What is being asked: Reproduce each line of the listing exactly.

Source data:
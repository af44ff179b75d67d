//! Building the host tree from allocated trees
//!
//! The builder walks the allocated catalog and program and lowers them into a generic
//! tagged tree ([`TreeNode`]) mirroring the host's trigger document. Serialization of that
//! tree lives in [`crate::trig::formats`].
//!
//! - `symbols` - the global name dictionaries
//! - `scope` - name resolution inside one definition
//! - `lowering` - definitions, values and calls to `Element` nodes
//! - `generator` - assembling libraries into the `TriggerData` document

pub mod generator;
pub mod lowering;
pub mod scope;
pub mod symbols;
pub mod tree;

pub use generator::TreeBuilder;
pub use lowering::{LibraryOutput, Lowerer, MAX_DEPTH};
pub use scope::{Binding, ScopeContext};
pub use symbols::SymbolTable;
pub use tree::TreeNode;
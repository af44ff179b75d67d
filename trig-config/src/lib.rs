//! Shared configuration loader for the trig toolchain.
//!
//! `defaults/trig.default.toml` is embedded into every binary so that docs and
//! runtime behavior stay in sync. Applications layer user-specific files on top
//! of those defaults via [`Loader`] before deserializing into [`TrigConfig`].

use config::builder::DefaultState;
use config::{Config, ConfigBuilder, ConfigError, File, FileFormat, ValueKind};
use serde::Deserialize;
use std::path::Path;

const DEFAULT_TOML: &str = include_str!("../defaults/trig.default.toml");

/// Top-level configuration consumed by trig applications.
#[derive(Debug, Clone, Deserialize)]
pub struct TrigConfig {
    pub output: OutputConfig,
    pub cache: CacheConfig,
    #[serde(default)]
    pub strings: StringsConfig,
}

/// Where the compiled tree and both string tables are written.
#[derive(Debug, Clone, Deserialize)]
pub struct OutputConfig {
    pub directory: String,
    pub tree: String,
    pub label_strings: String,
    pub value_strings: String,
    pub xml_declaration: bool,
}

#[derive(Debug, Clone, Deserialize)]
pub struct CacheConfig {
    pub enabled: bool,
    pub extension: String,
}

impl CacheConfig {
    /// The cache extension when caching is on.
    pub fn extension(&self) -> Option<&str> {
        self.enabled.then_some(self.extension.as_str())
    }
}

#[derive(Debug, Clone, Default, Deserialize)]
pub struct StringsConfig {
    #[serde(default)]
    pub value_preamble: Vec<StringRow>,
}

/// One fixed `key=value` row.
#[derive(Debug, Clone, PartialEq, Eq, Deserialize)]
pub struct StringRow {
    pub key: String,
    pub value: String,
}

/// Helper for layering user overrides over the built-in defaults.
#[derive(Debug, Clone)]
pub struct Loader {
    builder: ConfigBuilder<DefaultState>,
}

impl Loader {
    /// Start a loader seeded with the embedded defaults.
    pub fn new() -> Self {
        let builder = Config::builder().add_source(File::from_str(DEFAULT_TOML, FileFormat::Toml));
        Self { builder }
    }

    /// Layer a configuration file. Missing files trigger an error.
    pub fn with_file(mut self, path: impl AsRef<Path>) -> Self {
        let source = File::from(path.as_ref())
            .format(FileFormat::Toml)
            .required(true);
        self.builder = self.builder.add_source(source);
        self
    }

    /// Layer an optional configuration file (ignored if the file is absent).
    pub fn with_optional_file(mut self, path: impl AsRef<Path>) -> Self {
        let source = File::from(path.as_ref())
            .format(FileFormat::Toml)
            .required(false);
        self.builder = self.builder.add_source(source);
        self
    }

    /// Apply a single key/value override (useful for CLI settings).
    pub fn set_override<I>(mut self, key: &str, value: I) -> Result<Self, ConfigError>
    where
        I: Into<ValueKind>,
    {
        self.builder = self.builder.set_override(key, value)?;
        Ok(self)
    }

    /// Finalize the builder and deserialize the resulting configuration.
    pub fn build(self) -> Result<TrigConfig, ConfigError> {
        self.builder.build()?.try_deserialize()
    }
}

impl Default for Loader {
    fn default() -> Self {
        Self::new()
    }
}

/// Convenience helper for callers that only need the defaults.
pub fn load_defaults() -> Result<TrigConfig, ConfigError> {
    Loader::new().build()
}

Response box:
repository af44ff179b75d67d
//! Building the host tree from allocated trees
//!
//! The builder walks the allocated catalog and program and lowers them into a generic
//! tagged tree ([`TreeNode`]) mirroring the host's trigger document. Serialization of that
//! tree lives in [`crate::trig::formats`].
//!
//! - `symbols` - the global name dictionaries
//! - `scope` - name resolution inside one definition
//! - `lowering` - definitions, values and calls to `Element` nodes
//! - `generator` - assembling libraries into the `TriggerData` document

pub mod generator;
pub mod lowering;
pub mod scope;
pub mod symbols;
pub mod tree;

pub use generator::TreeBuilder;
pub use lowering::{LibraryOutput, Lowerer, MAX_DEPTH};
pub use scope::{Binding, ScopeContext};
pub use symbols::SymbolTable;
pub use tree::TreeNode;
repository af44ff179b75d67d
filename trig-config/src/lib.rs
//! Shared configuration loader for the trig toolchain.
//!
//! `defaults/trig.default.toml` is embedded into every binary so that docs and
//! runtime behavior stay in sync. Applications layer user-specific files on top
//! of those defaults via [`Loader`] before deserializing into [`TrigConfig`].

use config::builder::DefaultState;
use config::{Config, ConfigBuilder, ConfigError, File, FileFormat, ValueKind};
use serde::Deserialize;
use std::path::Path;

const DEFAULT_TOML: &str = include_str!("../defaults/trig.default.toml");

/// Top-level configuration consumed by trig applications.
#[derive(Debug, Clone, Deserialize)]
pub struct TrigConfig {
    pub output: OutputConfig,
    pub cache: CacheConfig,
    #[serde(default)]
    pub strings: StringsConfig,
}

/// Where the compiled tree and both string tables are written.
#[derive(Debug, Clone, Deserialize)]
pub struct OutputConfig {
    pub directory: String,
    pub tree: String,
    pub label_strings: String,
    pub value_strings: String,
    pub xml_declaration: bool,
}

#[derive(Debug, Clone, Deserialize)]
pub struct CacheConfig {
    pub enabled: bool,
    pub extension: String,
}

impl CacheConfig {
    /// The cache extension when caching is on.
    pub fn extension(&self) -> Option<&str> {
        self.enabled.then_some(self.extension.as_str())
    }
}

#[derive(Debug, Clone, Default, Deserialize)]
pub struct StringsConfig {
    #[serde(default)]
    pub value_preamble: Vec<StringRow>,
}

/// One fixed `key=value` row.
#[derive(Debug, Clone, PartialEq, Eq, Deserialize)]
pub struct StringRow {
    pub key: String,
    pub value: String,
}

/// Helper for layering user overrides over the built-in defaults.
#[derive(Debug, Clone)]
pub struct Loader {
    builder: ConfigBuilder<DefaultState>,
}

impl Loader {
    /// Start a loader seeded with the embedded defaults.
    pub fn new() -> Self {
        let builder = Config::builder().add_source(File::from_str(DEFAULT_TOML, FileFormat::Toml));
        Self { builder }
    }

    /// Layer a configuration file. Missing files trigger an error.
    pub fn with_file(mut self, path: impl AsRef<Path>) -> Self {
        let source = File::from(path.as_ref())
            .format(FileFormat::Toml)
            .required(true);
        self.builder = self.builder.add_source(source);
        self
    }

    /// Layer an optional configuration file (ignored if the file is absent).
    pub fn with_optional_file(mut self, path: impl AsRef<Path>) -> Self {
        let source = File::from(path.as_ref())
            .format(FileFormat::Toml)
            .required(false);
        self.builder = self.builder.add_source(source);
        self
    }

    /// Apply a single key/value override (useful for CLI settings).
    pub fn set_override<I>(mut self, key: &str, value: I) -> Result<Self, ConfigError>
    where
        I: Into<ValueKind>,
    {
        self.builder = self.builder.set_override(key, value)?;
        Ok(self)
    }

    /// Finalize the builder and deserialize the resulting configuration.
    pub fn build(self) -> Result<TrigConfig, ConfigError> {
        self.builder.build()?.try_deserialize()
    }
}

impl Default for Loader {
    fn default() -> Self {
        Self::new()
    }
}

/// Convenience helper for callers that only need the defaults.
pub fn load_defaults() -> Result<TrigConfig, ConfigError> {
    Loader::new().build()
}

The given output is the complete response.